▸ **Work order**:
Please transcribe exactly, and only, the lines of the data below between the line holding "when validating scopes." and the line holding "is not allowed.", inclusive.

(Stored data entries)
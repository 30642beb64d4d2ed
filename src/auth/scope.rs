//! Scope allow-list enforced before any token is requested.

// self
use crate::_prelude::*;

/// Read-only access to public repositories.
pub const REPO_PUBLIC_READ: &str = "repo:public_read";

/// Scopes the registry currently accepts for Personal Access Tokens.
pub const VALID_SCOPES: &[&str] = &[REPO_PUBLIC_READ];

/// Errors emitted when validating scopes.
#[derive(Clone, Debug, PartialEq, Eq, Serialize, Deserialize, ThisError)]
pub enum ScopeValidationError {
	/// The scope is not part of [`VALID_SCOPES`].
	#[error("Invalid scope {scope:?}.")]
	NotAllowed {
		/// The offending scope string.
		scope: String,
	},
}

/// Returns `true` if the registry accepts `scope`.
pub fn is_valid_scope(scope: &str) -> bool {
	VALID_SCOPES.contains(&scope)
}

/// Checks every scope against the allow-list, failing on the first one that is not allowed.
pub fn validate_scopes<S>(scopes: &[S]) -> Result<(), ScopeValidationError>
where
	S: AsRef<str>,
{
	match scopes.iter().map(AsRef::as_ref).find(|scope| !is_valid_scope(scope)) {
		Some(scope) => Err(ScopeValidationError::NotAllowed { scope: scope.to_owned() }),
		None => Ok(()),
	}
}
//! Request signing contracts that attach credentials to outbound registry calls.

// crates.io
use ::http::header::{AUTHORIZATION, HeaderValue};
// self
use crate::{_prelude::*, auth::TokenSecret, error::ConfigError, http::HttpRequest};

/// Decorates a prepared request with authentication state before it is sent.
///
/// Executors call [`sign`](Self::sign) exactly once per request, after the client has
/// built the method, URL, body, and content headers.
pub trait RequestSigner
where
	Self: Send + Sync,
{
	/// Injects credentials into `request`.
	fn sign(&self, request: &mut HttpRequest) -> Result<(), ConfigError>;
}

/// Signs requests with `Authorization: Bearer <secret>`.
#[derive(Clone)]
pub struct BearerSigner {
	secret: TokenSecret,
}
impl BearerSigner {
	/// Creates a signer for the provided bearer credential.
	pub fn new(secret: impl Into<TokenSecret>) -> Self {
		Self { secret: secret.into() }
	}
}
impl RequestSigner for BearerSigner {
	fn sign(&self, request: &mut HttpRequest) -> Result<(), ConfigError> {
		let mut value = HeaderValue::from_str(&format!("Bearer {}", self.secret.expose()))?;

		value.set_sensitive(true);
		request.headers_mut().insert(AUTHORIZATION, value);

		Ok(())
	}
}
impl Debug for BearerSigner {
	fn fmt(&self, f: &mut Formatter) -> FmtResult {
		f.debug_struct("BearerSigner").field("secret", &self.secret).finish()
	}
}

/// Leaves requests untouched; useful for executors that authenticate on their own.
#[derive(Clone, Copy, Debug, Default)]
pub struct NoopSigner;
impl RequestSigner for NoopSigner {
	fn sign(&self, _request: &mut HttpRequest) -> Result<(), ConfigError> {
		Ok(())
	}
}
==
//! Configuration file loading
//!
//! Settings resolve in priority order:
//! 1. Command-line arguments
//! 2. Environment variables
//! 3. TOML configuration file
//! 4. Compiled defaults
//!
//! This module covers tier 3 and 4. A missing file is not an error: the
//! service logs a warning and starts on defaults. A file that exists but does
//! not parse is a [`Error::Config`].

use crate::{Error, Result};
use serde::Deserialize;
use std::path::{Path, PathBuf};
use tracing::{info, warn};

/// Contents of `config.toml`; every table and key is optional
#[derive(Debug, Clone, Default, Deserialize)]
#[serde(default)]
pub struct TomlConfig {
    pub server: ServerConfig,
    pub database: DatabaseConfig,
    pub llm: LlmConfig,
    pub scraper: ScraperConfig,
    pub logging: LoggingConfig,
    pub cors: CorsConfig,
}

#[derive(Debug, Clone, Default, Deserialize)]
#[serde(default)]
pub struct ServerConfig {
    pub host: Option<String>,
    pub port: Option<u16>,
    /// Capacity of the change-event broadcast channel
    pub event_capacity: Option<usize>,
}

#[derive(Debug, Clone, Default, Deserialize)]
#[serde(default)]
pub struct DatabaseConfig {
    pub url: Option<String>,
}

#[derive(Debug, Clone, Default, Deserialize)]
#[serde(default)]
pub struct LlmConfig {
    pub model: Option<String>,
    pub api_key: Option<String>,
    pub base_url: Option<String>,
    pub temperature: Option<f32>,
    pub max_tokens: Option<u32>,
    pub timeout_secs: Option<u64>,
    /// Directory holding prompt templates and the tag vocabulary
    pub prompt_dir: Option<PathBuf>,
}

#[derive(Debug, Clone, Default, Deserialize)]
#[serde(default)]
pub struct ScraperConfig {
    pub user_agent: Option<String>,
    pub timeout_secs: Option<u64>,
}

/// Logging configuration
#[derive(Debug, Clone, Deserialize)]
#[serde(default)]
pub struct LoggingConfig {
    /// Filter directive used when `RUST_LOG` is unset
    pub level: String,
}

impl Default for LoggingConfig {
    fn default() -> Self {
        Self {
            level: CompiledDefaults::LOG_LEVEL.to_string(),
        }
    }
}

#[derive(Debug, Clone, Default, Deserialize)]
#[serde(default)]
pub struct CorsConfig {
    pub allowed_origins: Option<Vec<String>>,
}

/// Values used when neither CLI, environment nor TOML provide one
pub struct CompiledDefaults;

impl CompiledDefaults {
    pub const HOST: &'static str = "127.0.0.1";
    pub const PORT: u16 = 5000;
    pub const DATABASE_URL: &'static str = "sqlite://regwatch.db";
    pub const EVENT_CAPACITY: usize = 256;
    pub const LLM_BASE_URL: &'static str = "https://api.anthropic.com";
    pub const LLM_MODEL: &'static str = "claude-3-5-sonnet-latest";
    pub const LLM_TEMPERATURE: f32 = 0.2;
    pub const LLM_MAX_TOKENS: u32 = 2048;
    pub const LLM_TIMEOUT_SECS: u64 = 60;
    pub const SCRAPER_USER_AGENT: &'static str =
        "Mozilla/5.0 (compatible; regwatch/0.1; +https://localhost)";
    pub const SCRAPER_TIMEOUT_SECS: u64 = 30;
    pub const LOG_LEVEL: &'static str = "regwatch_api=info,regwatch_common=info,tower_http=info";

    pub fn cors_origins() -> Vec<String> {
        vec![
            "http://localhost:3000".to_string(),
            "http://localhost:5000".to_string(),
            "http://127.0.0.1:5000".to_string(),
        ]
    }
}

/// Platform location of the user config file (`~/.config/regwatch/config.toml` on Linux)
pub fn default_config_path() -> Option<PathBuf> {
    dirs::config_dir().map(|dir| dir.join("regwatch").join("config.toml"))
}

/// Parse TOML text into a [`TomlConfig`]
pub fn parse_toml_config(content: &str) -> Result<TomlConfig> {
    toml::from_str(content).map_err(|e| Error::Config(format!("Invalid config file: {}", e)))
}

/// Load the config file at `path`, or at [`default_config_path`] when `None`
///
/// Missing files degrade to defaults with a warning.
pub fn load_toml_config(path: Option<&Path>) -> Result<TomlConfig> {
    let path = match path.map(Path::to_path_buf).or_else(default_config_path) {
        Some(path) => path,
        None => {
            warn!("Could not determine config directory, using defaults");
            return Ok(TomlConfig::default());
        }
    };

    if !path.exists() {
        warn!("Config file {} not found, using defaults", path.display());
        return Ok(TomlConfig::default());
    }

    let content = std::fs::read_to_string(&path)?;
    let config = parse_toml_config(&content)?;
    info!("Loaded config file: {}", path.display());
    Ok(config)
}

▸ **Output below**:
/// Errors emitted when validating scopes.
#[derive(Clone, Debug, PartialEq, Eq, Serialize, Deserialize, ThisError)]
pub enum ScopeValidationError {
	/// The scope is not part of [`VALID_SCOPES`].
	#[error("Invalid scope {scope:?}.")]
	NotAllowed {
		/// The offending scope string.
		scope: String,
	},
}

/// Returns `true` if the registry accepts `scope`.
pub fn is_valid_scope(scope: &str) -> bool {
	VALID_SCOPES.contains(&scope)
}

/// Checks every scope against the allow-list, failing on the first one that is not allowed.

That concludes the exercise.